O governo de Israel decidiu desafiar uma decisão da Suprema Corte sobre o órgão regulador de radiodifusão. Membros do gabinete aprovaram, neste domingo, a recusa em cumprir a ordem judicial. A medida aumenta as tensões entre Executivo e Judiciário, gerando preocupações sobre uma crise constitucional.
O gabinete argumenta que o conselho do órgão regulador não atende ao quórum exigido por lei para tomar decisões, o que, segundo eles, retira a legitimidade de qualquer nomeação ou medida tomada. A Suprema Corte determinou em 17 de junho que o conselho deveria continuar ativo mesmo sem o quórum.

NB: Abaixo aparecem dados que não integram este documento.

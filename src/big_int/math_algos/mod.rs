//! Algorithms on little endian limb slices.
//!
//! Nothing in here allocates the result, every destination is handed in with its exact length.
//! Temporary space comes from [`crate::util::scratch`].
#![allow(clippy::wildcard_imports)]
use std::cmp::Ordering;

use super::limbs::Limb;

pub mod div;
pub mod mul;

pub use add::{add, add_limb_self, add_self};
pub use div::{div_rem, div_rem_limb, div_rem_with, divide, divide_with, remainder, remainder_with};
pub use mul::{mul_limb_add_self, multiply, multiply_with, square, square_with};
pub use sub::{sub, sub_self};

/// number of limbs without the leading zeros
pub fn actual_len<D: Limb>(limbs: &[D]) -> usize {
    limbs.iter().rposition(|it| !it.is_zero()).map_or(0, |i| i + 1)
}
/// `limbs` without its leading zeros
pub fn trimmed<D: Limb>(limbs: &[D]) -> &[D] {
    &limbs[..actual_len(limbs)]
}

/// compares two magnitudes, leading zero limbs are ignored
pub fn compare<D: Limb>(lhs: &[D], rhs: &[D]) -> Ordering {
    let (lhs, rhs) = (trimmed(lhs), trimmed(rhs));
    lhs.len()
        .cmp(&rhs.len())
        .then_with(|| lhs.iter().rev().cmp(rhs.iter().rev()))
}

pub mod add {
    use super::*;

    /// `dst` = `lhs` + `rhs`
    ///
    /// needs `lhs.len() >= rhs.len()` and `dst.len() == lhs.len() + 1`
    pub fn add<D: Limb>(lhs: &[D], rhs: &[D], dst: &mut [D]) {
        assert!(lhs.len() >= rhs.len(), "lhs needs to be the longer number");
        assert_eq!(
            dst.len(),
            lhs.len() + 1,
            "dst needs exactly one limb more than lhs"
        );
        let mut carry = false;
        for (i, (&lhs, &rhs)) in lhs.iter().zip(rhs).enumerate() {
            (dst[i], carry) = lhs.add_carry(rhs, carry);
        }
        let (tail, top) = dst[rhs.len()..].split_at_mut(lhs.len() - rhs.len());
        top[0] = D::from(carry_into(&lhs[rhs.len()..], tail, carry));
    }

    /// copies `src` into `dst` and adds `carry`, the addition stops as soon as the carry is absorbed
    fn carry_into<D: Limb>(src: &[D], dst: &mut [D], mut carry: bool) -> bool {
        let mut i = 0;
        while carry && i < src.len() {
            (dst[i], carry) = src[i].overflowing_add(D::ONE);
            i += 1;
        }
        dst[i..].copy_from_slice(&src[i..]);
        carry
    }

    /// `lhs` += `rhs`, returns the carry out of `lhs`
    pub fn add_assign<D: Limb>(lhs: &mut [D], rhs: &[D]) -> bool {
        assert!(lhs.len() >= rhs.len(), "lhs needs to be the longer number");
        let (low, high) = lhs.split_at_mut(rhs.len());
        let mut carry = false;
        for (digit, &rhs) in low.iter_mut().zip(rhs) {
            (*digit, carry) = digit.add_carry(rhs, carry);
        }
        for digit in high {
            if !carry {
                break;
            }
            (*digit, carry) = digit.overflowing_add(D::ONE);
        }
        carry
    }

    /// `lhs` += `rhs`, the sum has to fit into `lhs`
    pub fn add_self<D: Limb>(lhs: &mut [D], rhs: &[D]) {
        let carry = add_assign(lhs, rhs);
        assert!(!carry, "sum didn't fit into lhs");
    }

    /// `lhs` += `value`, returns the carry out of `lhs`
    pub fn add_limb_self<D: Limb>(lhs: &mut [D], value: D) -> bool {
        let mut carry = value;
        for digit in lhs {
            if carry.is_zero() {
                return false;
            }
            let (sum, overflow) = digit.overflowing_add(carry);
            *digit = sum;
            carry = D::from(overflow);
        }
        !carry.is_zero()
    }
}

pub mod sub {
    use super::*;

    /// `dst` = `lhs` - `rhs`
    ///
    /// needs `lhs >= rhs`, `lhs.len() >= rhs.len()` and `dst.len() == lhs.len()`
    pub fn sub<D: Limb>(lhs: &[D], rhs: &[D], dst: &mut [D]) {
        assert!(lhs.len() >= rhs.len(), "lhs needs to be the longer number");
        assert_eq!(dst.len(), lhs.len(), "dst needs as many limbs as lhs");
        let mut borrow = false;
        for (i, (&lhs, &rhs)) in lhs.iter().zip(rhs).enumerate() {
            (dst[i], borrow) = lhs.sub_borrow(rhs, borrow);
        }
        let mut i = rhs.len();
        while borrow && i < lhs.len() {
            (dst[i], borrow) = lhs[i].overflowing_sub(D::ONE);
            i += 1;
        }
        assert!(!borrow, "lhs is smaller than rhs");
        dst[i..].copy_from_slice(&lhs[i..]);
    }

    /// `lhs` -= `rhs`, returns the borrow out of `lhs`
    pub fn sub_assign<D: Limb>(lhs: &mut [D], rhs: &[D]) -> bool {
        assert!(lhs.len() >= rhs.len(), "lhs needs to be the longer number");
        let (low, high) = lhs.split_at_mut(rhs.len());
        let mut borrow = false;
        for (digit, &rhs) in low.iter_mut().zip(rhs) {
            (*digit, borrow) = digit.sub_borrow(rhs, borrow);
        }
        for digit in high {
            if !borrow {
                break;
            }
            (*digit, borrow) = digit.overflowing_sub(D::ONE);
        }
        borrow
    }

    /// `lhs` -= `rhs`, needs `lhs >= rhs`
    pub fn sub_self<D: Limb>(lhs: &mut [D], rhs: &[D]) {
        let borrow = sub_assign(lhs, rhs);
        assert!(!borrow, "lhs is smaller than rhs");
    }
}

pub(crate) mod shift {
    use super::*;

    /// `dst` = `src` << `shift`, returns the bits pushed out of the top limb.
    /// needs `dst.len() == src.len()`
    pub fn shl_into<D: Limb>(src: &[D], shift: u32, dst: &mut [D]) -> D {
        assert_eq!(dst.len(), src.len(), "shifts keep the length");
        let mut lower = D::ZERO;
        for (slot, &digit) in dst.iter_mut().zip(src) {
            *slot = digit.shl_with(lower, shift);
            lower = digit;
        }
        D::ZERO.shl_with(lower, shift)
    }

    /// `dst` = `src` >> `shift`, the shifted out bits are expected to be zero.
    /// needs `dst.len() == src.len()`
    pub fn shr_into<D: Limb>(src: &[D], shift: u32, dst: &mut [D]) {
        assert_eq!(dst.len(), src.len(), "shifts keep the length");
        debug_assert!(
            src.first()
                .map_or(true, |it| D::ZERO.shr_with(*it, shift).is_zero()),
            "shifted out set bits"
        );
        let mut upper = D::ZERO;
        for (slot, &digit) in dst.iter_mut().zip(src).rev() {
            *slot = digit.shr_with(upper, shift);
            upper = digit;
        }
    }

    /// `limbs` <<= 1, returns the bit pushed out
    pub fn shl_one<D: Limb>(limbs: &mut [D]) -> D {
        let mut lower = D::ZERO;
        for digit in limbs {
            let next = *digit;
            *digit = digit.shl_with(lower, 1);
            lower = next;
        }
        D::ZERO.shl_with(lower, 1)
    }
}

#[cfg(test)]
mod tests {
    use super::*;

    #[test]
    fn trimming() {
        assert_eq!(actual_len::<u32>(&[]), 0);
        assert_eq!(actual_len(&[0u32, 0]), 0);
        assert_eq!(trimmed(&[1u64, 0, 2, 0, 0]), &[1, 0, 2]);
    }

    #[test]
    fn compare_ignores_leading_zeros() {
        assert_eq!(compare(&[1u32, 2, 0], &[1, 2]), Ordering::Equal);
        assert_eq!(compare(&[5u32, 1], &[u32::MAX]), Ordering::Greater);
        assert_eq!(compare(&[5u32, 1], &[6, 1]), Ordering::Less);
        assert_eq!(compare::<u64>(&[], &[0]), Ordering::Equal);
        assert_eq!(compare(&[0u64, 0, 1], &[u64::MAX, u64::MAX]), Ordering::Greater);
    }

    mod t_add {
        use super::*;

        #[test]
        fn carry_stops_in_tail() {
            let mut dst = [0; 5];
            add(&[u32::MAX, u32::MAX, 7, 9], &[1], &mut dst);
            assert_eq!(dst, [0, 0, 8, 9, 0]);
        }
        #[test]
        fn carry_out() {
            let mut dst = [0; 3];
            add(&[u32::MAX, u32::MAX], &[1, 0], &mut dst);
            assert_eq!(dst, [0, 0, 1]);
        }
        #[test]
        fn in_place() {
            let mut lhs = [u64::MAX, 3, 0];
            add_self(&mut lhs, &[2, u64::MAX]);
            assert_eq!(lhs, [1, 3, 1]);
        }
        #[test]
        #[should_panic(expected = "sum didn't fit into lhs")]
        fn in_place_overflow() {
            let mut lhs = [u32::MAX, u32::MAX];
            add_self(&mut lhs, &[1]);
        }
        #[test]
        #[should_panic(expected = "one limb more")]
        fn wrong_dst() {
            let mut dst = [0; 2];
            add(&[1u32, 2], &[1], &mut dst);
        }
        #[test]
        fn single_limb() {
            let mut lhs = [u32::MAX, u32::MAX, 4];
            assert!(!add_limb_self(&mut lhs, 3));
            assert_eq!(lhs, [2, 0, 5]);
            let mut lhs = [u32::MAX];
            assert!(add_limb_self(&mut lhs, 1));
            assert_eq!(lhs, [0]);
        }
    }

    mod t_sub {
        use super::*;

        #[test]
        fn borrow_stops_in_tail() {
            let mut dst = [0; 4];
            sub(&[0u32, 0, 7, 9], &[1], &mut dst);
            assert_eq!(dst, [u32::MAX, u32::MAX, 6, 9]);
        }
        #[test]
        fn in_place() {
            let mut lhs = [1u64, 3, 1];
            sub_self(&mut lhs, &[2, u64::MAX]);
            assert_eq!(lhs, [u64::MAX, 3, 0]);
        }
        #[test]
        #[should_panic(expected = "lhs is smaller than rhs")]
        fn negative() {
            let mut dst = [0; 2];
            sub(&[1u32, 2], &[2, 2], &mut dst);
        }
        #[test]
        #[should_panic(expected = "lhs is smaller than rhs")]
        fn negative_in_place() {
            let mut lhs = [0u32, 1];
            sub_self(&mut lhs, &[1, 1]);
        }
    }

    mod t_shift {
        use super::{shift::*, *};

        #[test]
        fn left() {
            let mut dst = [0; 2];
            let out = shl_into(&[0x8000_0001u32, 0xf000_0000], 4, &mut dst);
            assert_eq!(dst, [0x0000_0010, 0x0000_0008]);
            assert_eq!(out, 0xf);
        }
        #[test]
        fn right() {
            let mut dst = [0; 2];
            shr_into(&[0x0000_0010u32, 0x0000_0008], 4, &mut dst);
            assert_eq!(dst, [0x8000_0001, 0]);
        }
        #[test]
        fn by_one() {
            let mut limbs = [0x8000_0001u32, 0xc000_0000];
            assert_eq!(shl_one(&mut limbs), 1);
            assert_eq!(limbs, [0x2, 0x8000_0001]);
        }
    }
}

A decisão foi tomada de forma unânime, segundo comunicados divulgados pelos ministros Shlomo Karhi (Comunicações) e Yariv Levin (Justiça). A oposição reagiu com críticas contundentes e pediu que a coalizão não substituísse as regras democráticas.
Crise constitucional
O líder da oposição, Yair Lapid, afirmou que o governo se tornou criminoso e descreveu a situação como a crise constitucional mais grave da história de Israel. Líderes da oposição defendem a defesa do papel do Judiciário frente à Coalizão.
Karhi e Levin defendem mudanças no Judiciário e propuseram que o governo não reconheça decisões do conselho até que o quórum legal seja atingido. O gabinete disse que a Corte não tem autoridade para contrariar a lei.
Especialistas jurídicos e rivais políticos apontam riscos à democracia e à previsibilidade institucional. Parlamentares de situação não comentaram individualmente, mas o clima é de tensão entre Executivo e Judiciário, com críticas de diferentes setores.
Impactos possíveis
A decisão pode influenciar a venda do Canal 13, uma das principais redes de televisão comerciais, para um grupo de empresários do setor de tecnologia. Também pode afetar a classificação do Canal 14, de direita, como canal pequeno, o que gera benefícios regulatórios.